There is something called a "Module" in this language, which starts with the keyword "MODULE" followed by an identifier (a name) and a semicolon. This module further optionally contains an "ImportList", followed by a "DeclSeq", possibly the keyword "BEGIN" followed by a "StatementSeq" and finally the keyword "END" followed by another identifier and a period.

Try to figure out for yourself what the second statement "ImportList" means (hint: the curly braces indicate that what's included within them can be repeated zero or more times)

Following these language rules, the Parser constructs a new tree-like data structure called an Abstract Syntax Tree (AST).
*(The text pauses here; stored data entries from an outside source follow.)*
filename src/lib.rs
pub mod app_state;
pub mod endpoints;
pub mod utils;
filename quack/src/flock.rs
use common::subject_observer::Subject;
use log::trace;

use crate::{Kind, QuackError, QuackEvent, QuackObserver, QuackResult, QuackSource, Quackable};

/// A group of quackers that quacks as one.
///
/// Children are owned by the flock, which makes cycles impossible to build:
///
/// ```compile_fail
/// use quack::Flock;
///
/// let mut flock = Flock::new("flock");
/// flock.add(Box::new(flock));
/// ```
///
/// Observers registered on a flock are registered on every child present at
/// that time. Observers are never notified with the flock itself as source.
#[derive(Default)]
pub struct Flock {
    name: String,
    quackers: Vec<Box<dyn Quackable>>,
}

impl Flock {
    pub fn new(name: impl Into<String>) -> Self {
        Flock {
            name: name.into(),
            quackers: vec![],
        }
    }

    pub fn add(&mut self, quacker: Box<dyn Quackable>) {
        self.quackers.push(quacker);
    }

    pub fn len(&self) -> usize {
        self.quackers.len()
    }

    pub fn is_empty(&self) -> bool {
        self.quackers.is_empty()
    }
}

impl QuackSource for Flock {
    fn name(&self) -> &str {
        &self.name
    }

    fn kind(&self) -> Kind {
        Kind::Flock
    }
}

impl Subject<dyn QuackSource, QuackEvent> for Flock {
    fn register_observer(&mut self, observer: QuackObserver) {
        for quacker in self.quackers.iter_mut() {
            quacker.register_observer(observer.clone());
        }
    }

    fn unregister_observer(&mut self, observer: &QuackObserver) {
        for quacker in self.quackers.iter_mut() {
            quacker.unregister_observer(observer);
        }
    }

    fn notify_observers(&self, event: QuackEvent) {
        for quacker in &self.quackers {
            quacker.notify_observers(event);
        }
    }
}

impl Quackable for Flock {
    /// Quacks every child in insertion order, stopping at the first failure.
    fn quack(&self) -> QuackResult {
        trace!("{} quacks with {} member(s)", self.name, self.quackers.len());
        for quacker in &self.quackers {
            quacker.quack().map_err(|e| QuackError::ChildFailed {
                child: quacker.name().to_string(),
                source: Box::new(e),
            })?;
        }
        Ok(())
    }
}

#[cfg(test)]
mod tests {
    use std::rc::Rc;

    use common::subject_observer::{ObserverRegistry, Subject};
    use common_test::{get_seeded_rng, TreeShape};

    use crate::{
        Goose, GooseAdapter, Kind, MallardDuck, QuackCounter, QuackError, QuackEvent,
        QuackObserver, QuackRecorder, QuackResult, QuackSource, QuackTally, Quackable,
        RedheadDuck,
    };

    use super::Flock;

    struct HoarseDuck {
        observable: ObserverRegistry<dyn QuackSource, QuackEvent>,
    }

    impl QuackSource for HoarseDuck {
        fn name(&self) -> &str {
            "hoarse"
        }

        fn kind(&self) -> Kind {
            Kind::Mallard
        }
    }

    impl Subject<dyn QuackSource, QuackEvent> for HoarseDuck {
        fn register_observer(&mut self, observer: QuackObserver) {
            self.observable.register(observer);
        }

        fn unregister_observer(&mut self, observer: &QuackObserver) {
            self.observable.unregister(observer);
        }

        fn notify_observers(&self, event: QuackEvent) {
            self.observable.notify_all(self, event);
        }
    }

    impl Quackable for HoarseDuck {
        fn quack(&self) -> QuackResult {
            Err(QuackError::Sound("lost its voice".to_string()))
        }
    }

    /// Builds a flock following `shape`, naming leaves by visit order.
    fn build_flock(shape: &TreeShape, tally: &QuackTally, next_leaf: &mut usize) -> Flock {
        let mut flock = Flock::new("flock");
        if let TreeShape::Node(children) = shape {
            for child in children {
                match child {
                    TreeShape::Leaf => {
                        let duck = MallardDuck::new(format!("leaf-{}", next_leaf));
                        *next_leaf += 1;
                        flock.add(Box::new(QuackCounter::new(Box::new(duck), tally.clone())));
                    }
                    TreeShape::Node(_) => {
                        flock.add(Box::new(build_flock(child, tally, next_leaf)));
                    }
                }
            }
        }
        flock
    }

    #[test]
    fn test_flock_quack_should_visit_leaves_depth_first() {
        let mut rng = get_seeded_rng().unwrap();

        for _ in 0..16 {
            // Given
            let shape = TreeShape::random(&mut rng, 4, 4);
            let tally = QuackTally::new();
            let recorder = Rc::new(QuackRecorder::new());
            let mut leaf_count = 0;
            let mut flock = build_flock(&shape, &tally, &mut leaf_count);
            flock.register_observer(recorder.clone());

            // When
            let result = flock.quack();

            // Then
            assert_eq!(Ok(()), result);
            assert_eq!(shape.leaf_count(), leaf_count);
            assert_eq!(
                (0..leaf_count)
                    .map(|i| format!("leaf-{}", i))
                    .collect::<Vec<_>>(),
                recorder.names(),
                "Should visit every leaf once, in insertion order: {:?}",
                shape
            );
            assert_eq!(
                leaf_count as u64,
                tally.snapshot(),
                "Should count leaf quacks only"
            );
        }
    }

    #[test]
    fn test_flock_quack_should_stop_at_first_failure() {
        // Given
        let recorder = Rc::new(QuackRecorder::new());
        let mut inner = Flock::new("inner");
        inner.add(Box::new(MallardDuck::new("before")));
        inner.add(Box::new(HoarseDuck {
            observable: ObserverRegistry::new(),
        }));
        let mut flock = Flock::new("outer");
        flock.add(Box::new(inner));
        flock.add(Box::new(RedheadDuck::new("after")));
        flock.register_observer(recorder.clone());

        // When
        let result = flock.quack();

        // Then
        assert_eq!(
            Err(QuackError::ChildFailed {
                child: "inner".to_string(),
                source: Box::new(QuackError::ChildFailed {
                    child: "hoarse".to_string(),
                    source: Box::new(QuackError::Sound("lost its voice".to_string())),
                }),
            }),
            result,
            "Should report the failing path"
        );
        assert_eq!(
            vec!["before".to_string()],
            recorder.names(),
            "Should not quack remaining siblings"
        );
    }

    #[test]
    fn test_empty_flock_should_quack_silently() {
        let flock = Flock::new("empty");

        assert!(flock.is_empty());
        assert_eq!(Ok(()), flock.quack());
    }

    #[test]
    fn test_flock_observers_should_reach_current_children_only() {
        // Given
        let recorder = Rc::new(QuackRecorder::new());
        let observer: QuackObserver = recorder.clone();
        let mut flock = Flock::new("flock");
        flock.add(Box::new(MallardDuck::new("mallard")));
        flock.add(Box::new(GooseAdapter::new("goose", Goose::new()).unwrap()));
        flock.register_observer(observer.clone());
        flock.add(Box::new(RedheadDuck::new("late")));

        // When
        flock.notify_observers(QuackEvent::Quacked);

        // Then
        assert_eq!(3, flock.len());
        assert_eq!(Kind::Flock, flock.kind());
        assert_eq!(vec!["mallard", "goose"], recorder.names());

        // When
        flock.unregister_observer(&observer);
        flock.quack().unwrap();

        // Then
        assert_eq!(2, recorder.len(), "Should unregister from every child");
    }
}
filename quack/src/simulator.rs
use common::subject_observer::Subject;
use log::info;

use crate::{
    AbstractDuckFactory, DuckCalls, Flock, Goose, GooseAdapter, QuackObserver, QuackResult,
    Quackable,
};

const DEFAULT_FLOCK_NAME: &str = "Flock of Ducks";
const GOOSE_NAME: &str = "Goose";

/// Drives one simulation: a mallard, a redhead and an adapted goose quacking
/// together.
#[derive(Debug, Clone)]
pub struct DuckSimulator {
    flock_name: String,
    goose_call: String,
}

impl Default for DuckSimulator {
    fn default() -> Self {
        Self::new(DEFAULT_FLOCK_NAME, DuckCalls::default().goose)
    }
}

impl DuckSimulator {
    pub fn new(flock_name: impl Into<String>, goose_call: impl Into<String>) -> Self {
        DuckSimulator {
            flock_name: flock_name.into(),
            goose_call: goose_call.into(),
        }
    }

    pub fn build_flock(&self, factory: &dyn AbstractDuckFactory) -> QuackResult<Flock> {
        let goose = GooseAdapter::new(GOOSE_NAME, Goose::with_call(&self.goose_call))?;

        let mut flock = Flock::new(&self.flock_name);
        flock.add(factory.create_mallard_duck());
        flock.add(factory.create_redhead_duck());
        flock.add(Box::new(goose));
        Ok(flock)
    }

    /// Quacks the flock once and returns how many quacks the factory tally
    /// counted meanwhile.
    pub fn simulate(
        &self,
        factory: &dyn AbstractDuckFactory,
        observers: &[QuackObserver],
    ) -> QuackResult<u64> {
        let mut flock = self.build_flock(factory)?;
        for observer in observers {
            flock.register_observer(observer.clone());
        }

        info!("Duck simulation: {}", self.flock_name);
        let before = factory.tally().snapshot();
        flock.quack()?;
        let quacks = factory.tally().snapshot() - before;
        info!("The ducks quacked {} times", quacks);
        Ok(quacks)
    }
}
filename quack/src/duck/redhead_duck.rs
use common::subject_observer::{ObserverRegistry, Subject};
use log::info;

use crate::{Kind, QuackEvent, QuackObserver, QuackResult, QuackSource, Quackable};

const DEFAULT_CALL: &str = "Quack";

pub struct RedheadDuck {
    name: String,
    call: String,
    observable: ObserverRegistry<dyn QuackSource, QuackEvent>,
}

impl RedheadDuck {
    pub fn new(name: impl Into<String>) -> Self {
        RedheadDuck {
            name: name.into(),
            call: DEFAULT_CALL.to_string(),
            observable: ObserverRegistry::new(),
        }
    }

    pub fn with_call(mut self, call: impl Into<String>) -> Self {
        self.call = call.into();
        self
    }

    pub fn call(&self) -> &str {
        &self.call
    }
}

impl QuackSource for RedheadDuck {
    fn name(&self) -> &str {
        &self.name
    }

    fn kind(&self) -> Kind {
        Kind::Redhead
    }
}

impl Subject<dyn QuackSource, QuackEvent> for RedheadDuck {
    fn register_observer(&mut self, observer: QuackObserver) {
        self.observable.register(observer);
    }

    fn unregister_observer(&mut self, observer: &QuackObserver) {
        self.observable.unregister(observer);
    }

    fn notify_observers(&self, event: QuackEvent) {
        self.observable.notify_all(self, event);
    }
}

impl Quackable for RedheadDuck {
    fn quack(&self) -> QuackResult {
        info!("{}: {}", self.name, self.call);
        self.notify_observers(QuackEvent::Quacked);
        Ok(())
    }
}
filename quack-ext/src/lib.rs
pub mod gateways;
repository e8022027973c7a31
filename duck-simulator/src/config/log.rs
pub fn init() {
    env_logger::Builder::from_env(env_logger::Env::default().default_filter_or("info")).init();
}
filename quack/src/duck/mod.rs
mod mallard_duck;
mod redhead_duck;

pub use mallard_duck::MallardDuck;
pub use redhead_duck::RedheadDuck;
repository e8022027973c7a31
use serde::Deserialize;
use validator::{Validate, ValidationError};

use crate::{QuackError, QuackResult};

const DEFAULT_DUCK_CALL: &str = "Quack";
const DEFAULT_GOOSE_CALL: &str = "Honk";

/// Sound emitted by each kind of leaf.
#[derive(Debug, Clone, PartialEq, Deserialize, Validate)]
pub struct DuckCalls {
    #[validate(custom(function = "validate_call"))]
    pub mallard: String,
    #[validate(custom(function = "validate_call"))]
    pub redhead: String,
    #[validate(custom(function = "validate_call"))]
    pub goose: String,
}

impl Default for DuckCalls {
    fn default() -> Self {
        Self {
            mallard: DEFAULT_DUCK_CALL.to_string(),
            redhead: DEFAULT_DUCK_CALL.to_string(),
            goose: DEFAULT_GOOSE_CALL.to_string(),
        }
    }
}

impl DuckCalls {
    pub fn validated(self) -> QuackResult<Self> {
        self.validate()
            .map_err(|e| QuackError::InvalidConfiguration(e.to_string()))?;
        Ok(self)
    }
}

/// A call is audible when it has at least one non-blank character.
pub(crate) fn is_audible(call: &str) -> bool {
    !call.trim().is_empty()
}

fn validate_call(call: &str) -> Result<(), ValidationError> {
    if is_audible(call) {
        Ok(())
    } else {
        Err(ValidationError::new("inaudible"))
    }
}

#[cfg(test)]
mod tests {
    use crate::QuackError;

    use super::{is_audible, DuckCalls};

    #[test]
    fn test_default_calls_should_be_valid() {
        // When
        let result = DuckCalls::default().validated();

        // Then
        assert!(matches!(result, Ok(_)), "Should accept default calls");
    }

    #[test]
    fn test_validated_should_reject_empty_call() {
        // Given
        let calls = DuckCalls {
            goose: String::new(),
            ..Default::default()
        };

        // When
        let result = calls.validated();

        // Then
        assert!(
            matches!(result, Err(QuackError::InvalidConfiguration(message)) if message.contains("goose")),
            "Should name the invalid call"
        );
    }

    #[test]
    fn test_validated_should_reject_blank_duck_call() {
        // Given
        let calls = DuckCalls {
            redhead: " \t".to_string(),
            ..Default::default()
        };

        // When
        let result = calls.validated();

        // Then
        assert!(
            matches!(result, Err(QuackError::InvalidConfiguration(message)) if message.contains("redhead")),
            "Should apply the same rule as geese to duck calls"
        );
    }

    #[test]
    fn test_is_audible() {
        assert!(is_audible("Quack"));
        assert!(is_audible(" Honk "));
        assert!(!is_audible(""));
        assert!(!is_audible("   "));
    }
}
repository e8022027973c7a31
use common::subject_observer::Subject;
use log::debug;

use crate::{Kind, QuackEvent, QuackObserver, QuackResult, QuackSource, QuackTally, Quackable};

/// Counts every quack of the wrapped source in a shared [`QuackTally`].
///
/// Identity and observer handling are delegated untouched; only `quack`
/// is intercepted.
pub struct QuackCounter {
    duck: Box<dyn Quackable>,
    tally: QuackTally,
}

impl QuackCounter {
    pub fn new(duck: Box<dyn Quackable>, tally: QuackTally) -> Self {
        QuackCounter { duck, tally }
    }

    pub fn tally(&self) -> &QuackTally {
        &self.tally
    }
}

impl QuackSource for QuackCounter {
    fn name(&self) -> &str {
        self.duck.name()
    }

    fn kind(&self) -> Kind {
        self.duck.kind()
    }
}

impl Subject<dyn QuackSource, QuackEvent> for QuackCounter {
    fn register_observer(&mut self, observer: QuackObserver) {
        self.duck.register_observer(observer);
    }

    fn unregister_observer(&mut self, observer: &QuackObserver) {
        self.duck.unregister_observer(observer);
    }

    fn notify_observers(&self, event: QuackEvent) {
        self.duck.notify_observers(event);
    }
}

impl Quackable for QuackCounter {
    fn quack(&self) -> QuackResult {
        let total = self.tally.increment();
        debug!("Counted quack #{} from {}", total, self.duck.name());
        self.duck.quack()
    }
}
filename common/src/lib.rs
pub mod subject_observer;
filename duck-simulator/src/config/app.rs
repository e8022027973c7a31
use config::{Config, Environment, File, FileFormat};
use quack::DuckCalls;
use serde::Deserialize;

use crate::AppError;

const DEFAULT_CONFIG: &str = include_str!("../../resources/config/default.toml");
const DEFAULT_CONFIG_PREFIX: &str = "APP";

#[derive(Debug, Deserialize, Clone)]
pub struct AppConfig {
    pub flock_name: String,
    pub mallard_call: String,
    pub redhead_call: String,
    pub goose_call: String,
}

impl AppConfig {
    pub fn new() -> Result<Self, AppError> {
        let config = Config::builder()
            .add_source(File::from_str(DEFAULT_CONFIG, FileFormat::Toml))
            .add_source(Environment::with_prefix(DEFAULT_CONFIG_PREFIX))
            .build()?;

        config.try_deserialize().map_err(|e| e.into())
    }

    pub fn calls(&self) -> DuckCalls {
        DuckCalls {
            mallard: self.mallard_call.clone(),
            redhead: self.redhead_call.clone(),
            goose: self.goose_call.clone(),
        }
    }
}
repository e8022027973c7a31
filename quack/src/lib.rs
use common::subject_observer::{SharedObserver, Subject};
use strum::Display;
use thiserror::Error;

mod calls;
mod counter;
mod decorator;
mod duck;
mod factory;
mod flock;
mod goose;
mod observers;
mod simulator;

pub use calls::DuckCalls;
pub use counter::{number_of_quacks, QuackTally};
pub use decorator::QuackCounter;
pub use duck::{MallardDuck, RedheadDuck};
pub use factory::{AbstractDuckFactory, CountingDuckFactory};
pub use flock::Flock;
pub use goose::{Goose, GooseAdapter, Honk};
pub use observers::{QuackRecord, QuackRecorder, Quackologist};
pub use simulator::DuckSimulator;

#[derive(Debug, Clone, Copy, PartialEq, Eq, Hash, Display)]
pub enum Kind {
    Mallard,
    Redhead,
    Goose,
    Flock,
}

#[derive(Debug, Clone, Copy, PartialEq, Eq)]
pub enum QuackEvent {
    Quacked,
}

#[derive(Error, Debug, PartialEq)]
pub enum QuackError {
    #[error("Invalid configuration: {0}")]
    InvalidConfiguration(String),
    #[error("{child} failed to quack: {source}")]
    ChildFailed {
        child: String,
        source: Box<QuackError>,
    },
    #[error("Sound could not be emitted: {0}")]
    Sound(String),
}

pub type QuackResult<T = ()> = Result<T, QuackError>;

/// Identity of a source, as seen by the observers it notifies.
pub trait QuackSource {
    fn name(&self) -> &str;

    fn kind(&self) -> Kind;
}

pub type QuackObserver = SharedObserver<dyn QuackSource, QuackEvent>;

/// Anything able to quack: ducks, adapted geese, decorators and flocks.
///
/// Notification is part of the capability so that every variant can be
/// handled uniformly through `Box<dyn Quackable>`.
pub trait Quackable: QuackSource + Subject<dyn QuackSource, QuackEvent> {
    fn quack(&self) -> QuackResult;
}
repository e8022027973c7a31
use common::subject_observer::{ObserverRegistry, Subject};
use log::info;

use crate::{
    calls::is_audible, Kind, QuackError, QuackEvent, QuackObserver, QuackResult, QuackSource,
    Quackable,
};

const DEFAULT_CALL: &str = "Honk";

/// Native interface of a goose: it honks and knows nothing about observers.
pub trait Honk {
    /// Tells whether the honker is able to produce any sound at all.
    fn can_honk(&self) -> bool {
        true
    }

    fn honk(&self);
}

#[derive(Debug, Clone, PartialEq)]
pub struct Goose {
    call: String,
}

impl Default for Goose {
    fn default() -> Self {
        Goose {
            call: DEFAULT_CALL.to_string(),
        }
    }
}

impl Goose {
    pub fn new() -> Self {
        Self::default()
    }

    pub fn with_call(call: impl Into<String>) -> Self {
        Goose { call: call.into() }
    }
}

impl Honk for Goose {
    fn can_honk(&self) -> bool {
        is_audible(&self.call)
    }

    fn honk(&self) {
        info!("Goose: {}", self.call);
    }
}

/// Makes a honker usable wherever a [`Quackable`] is expected.
///
/// The adapter owns the observer registry the wrapped type lacks, and
/// notifies it once after every honk.
pub struct GooseAdapter<H: Honk = Goose> {
    name: String,
    goose: H,
    observable: ObserverRegistry<dyn QuackSource, QuackEvent>,
}

impl<H: Honk + 'static> GooseAdapter<H> {
    pub fn new(name: impl Into<String>, goose: H) -> QuackResult<Self> {
        let name = name.into();
        if !goose.can_honk() {
            return Err(QuackError::InvalidConfiguration(format!(
                "{name} wraps a goose that cannot honk"
            )));
        }
        Ok(GooseAdapter {
            name,
            goose,
            observable: ObserverRegistry::new(),
        })
    }
}

impl<H: Honk + 'static> QuackSource for GooseAdapter<H> {
    fn name(&self) -> &str {
        &self.name
    }

    fn kind(&self) -> Kind {
        Kind::Goose
    }
}

impl<H: Honk + 'static> Subject<dyn QuackSource, QuackEvent> for GooseAdapter<H> {
    fn register_observer(&mut self, observer: QuackObserver) {
        self.observable.register(observer);
    }

    fn unregister_observer(&mut self, observer: &QuackObserver) {
        self.observable.unregister(observer);
    }

    fn notify_observers(&self, event: QuackEvent) {
        self.observable.notify_all(self, event);
    }
}

impl<H: Honk + 'static> Quackable for GooseAdapter<H> {
    fn quack(&self) -> QuackResult {
        self.goose.honk();
        self.notify_observers(QuackEvent::Quacked);
        Ok(())
    }
}
use tracing_subscriber::{fmt, EnvFilter};

/// 初始化全局日志
///
/// 默认级别为 info；`verbose` 为 true 时打开本 crate 的 debug 日志。
/// 设置了 `RUST_LOG` 时以环境变量为准。
pub fn init(verbose: bool) {
    let default_directive = if verbose {
        "info,retenciones_export=debug"
    } else {
        "info"
    };
    let filter =
        EnvFilter::try_from_default_env().unwrap_or_else(|_| EnvFilter::new(default_directive));

    let _ = fmt()
        .with_env_filter(filter)
        .with_target(false)
        .try_init();
}
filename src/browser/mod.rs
mod connection;
mod launch;

pub use connection::connect_to_browser_and_page;
pub use launch::{launch_browser, LaunchOptions};
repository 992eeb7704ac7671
pub mod js_executor;

pub use js_executor::JsExecutor;
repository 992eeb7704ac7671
use crate::error::{DriverError, DriverResult};
use chromiumoxide::{Browser, BrowserConfig, Page};
use futures::StreamExt;
use std::path::PathBuf;
use std::time::Duration;
use tokio::task::JoinHandle;
use tokio::time::sleep;
use tracing::{debug, error, info};

/// 启动参数
#[derive(Debug, Clone)]
pub struct LaunchOptions {
    pub headless: bool,
    pub executable: Option<PathBuf>,
    /// 会话独占的浏览器资料目录
    pub user_data_dir: PathBuf,
    pub request_timeout: Duration,
}

/// 启动一个使用独立资料目录的浏览器并打开空白页
pub async fn launch_browser(
    options: &LaunchOptions,
) -> DriverResult<(Browser, Page, JoinHandle<()>)> {
    info!(
        "🚀 启动浏览器 ({})...",
        if options.headless { "无头模式" } else { "有界面模式" }
    );
    debug!("资料目录: {}", options.user_data_dir.display());

    let mut builder = BrowserConfig::builder()
        .user_data_dir(&options.user_data_dir)
        .request_timeout(options.request_timeout)
        .args(vec![
            "--disable-gpu",
            "--no-sandbox",            // 禁用沙盒，防止权限问题导致的崩溃
            "--disable-dev-shm-usage", // 防止共享内存不足
            "--window-size=1400,900",
        ]);
    builder = if options.headless {
        builder.new_headless_mode()
    } else {
        builder.with_head()
    };
    if let Some(executable) = &options.executable {
        builder = builder.chrome_executable(executable);
    }

    let config = builder.build().map_err(|e| {
        error!("配置浏览器失败: {}", e);
        DriverError::Browser {
            reason: format!("配置浏览器失败: {}", e),
        }
    })?;

    let (browser, mut handler) = Browser::launch(config).await.map_err(|e| {
        error!("启动浏览器失败: {}", e);
        DriverError::Browser {
            reason: format!("启动浏览器失败: {}", e),
        }
    })?;
    debug!("浏览器启动成功");

    // 在后台处理浏览器事件
    let handler_task = tokio::spawn(async move {
        while let Some(h) = handler.next().await {
            if h.is_err() {
                break;
            }
        }
    });

    // 添加短暂延迟以等待浏览器状态同步
    sleep(Duration::from_millis(300)).await;

    let page = browser.new_page("about:blank").await.map_err(|e| {
        error!("创建页面失败: {}", e);
        e
    })?;

    info!("✅ 浏览器已启动");
    Ok((browser, page, handler_task))
}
This transforms the original program (in the form of Tokens) into a Tree, with each symbol (on the left of the EBNF forms) as a Node, and the stuff on the right as the properties and branches of that node.

For example, the "Module" Node will have a property "ident" and a branch for the "ImportList" and "StatementSeq" (I'm skipping the "DeclSeq" here, as that one is a bit more complicated). The ImportList will have a list of (key, value) pairs, where some of the values may be empty.

Semantic Analysis

The next steps includes Semantic Analysis of the AST. In this step you will verify the semantics of the source program. For example, if you're building a compiler for the English language, the Parser checks if a sentence follows the language rules. The Semantic Analyser would check if the sentence actually makes sense (Jabberwocky) Usually in the same step you build up the symbol table, a table that contains all variables, constants and methods that are visible from each Node, and verify that all identifiers in the AST can be resolved.

Intermediate Representation

Since I'm building a front-end compiler, my next step will be generating the Intermediate Representation (IR) for LLVM. This is a kind of Assembly Language for an imaginary architecture that LLVM understands. All optimizations and further machine-code generation is handled by LLVM based on this IR. This is shows the power of splitting a compiler into a front-end, an optimizer and a back-end.

I, as a front-end compiler developer, only need to know about the language I'm trying to compile and the LLVM Intermediate Representation. Other developers, way smarter than me, can take that IR and transform it into something efficient, and still other developers take the optimized IR and translate it into machine code for the various different platforms.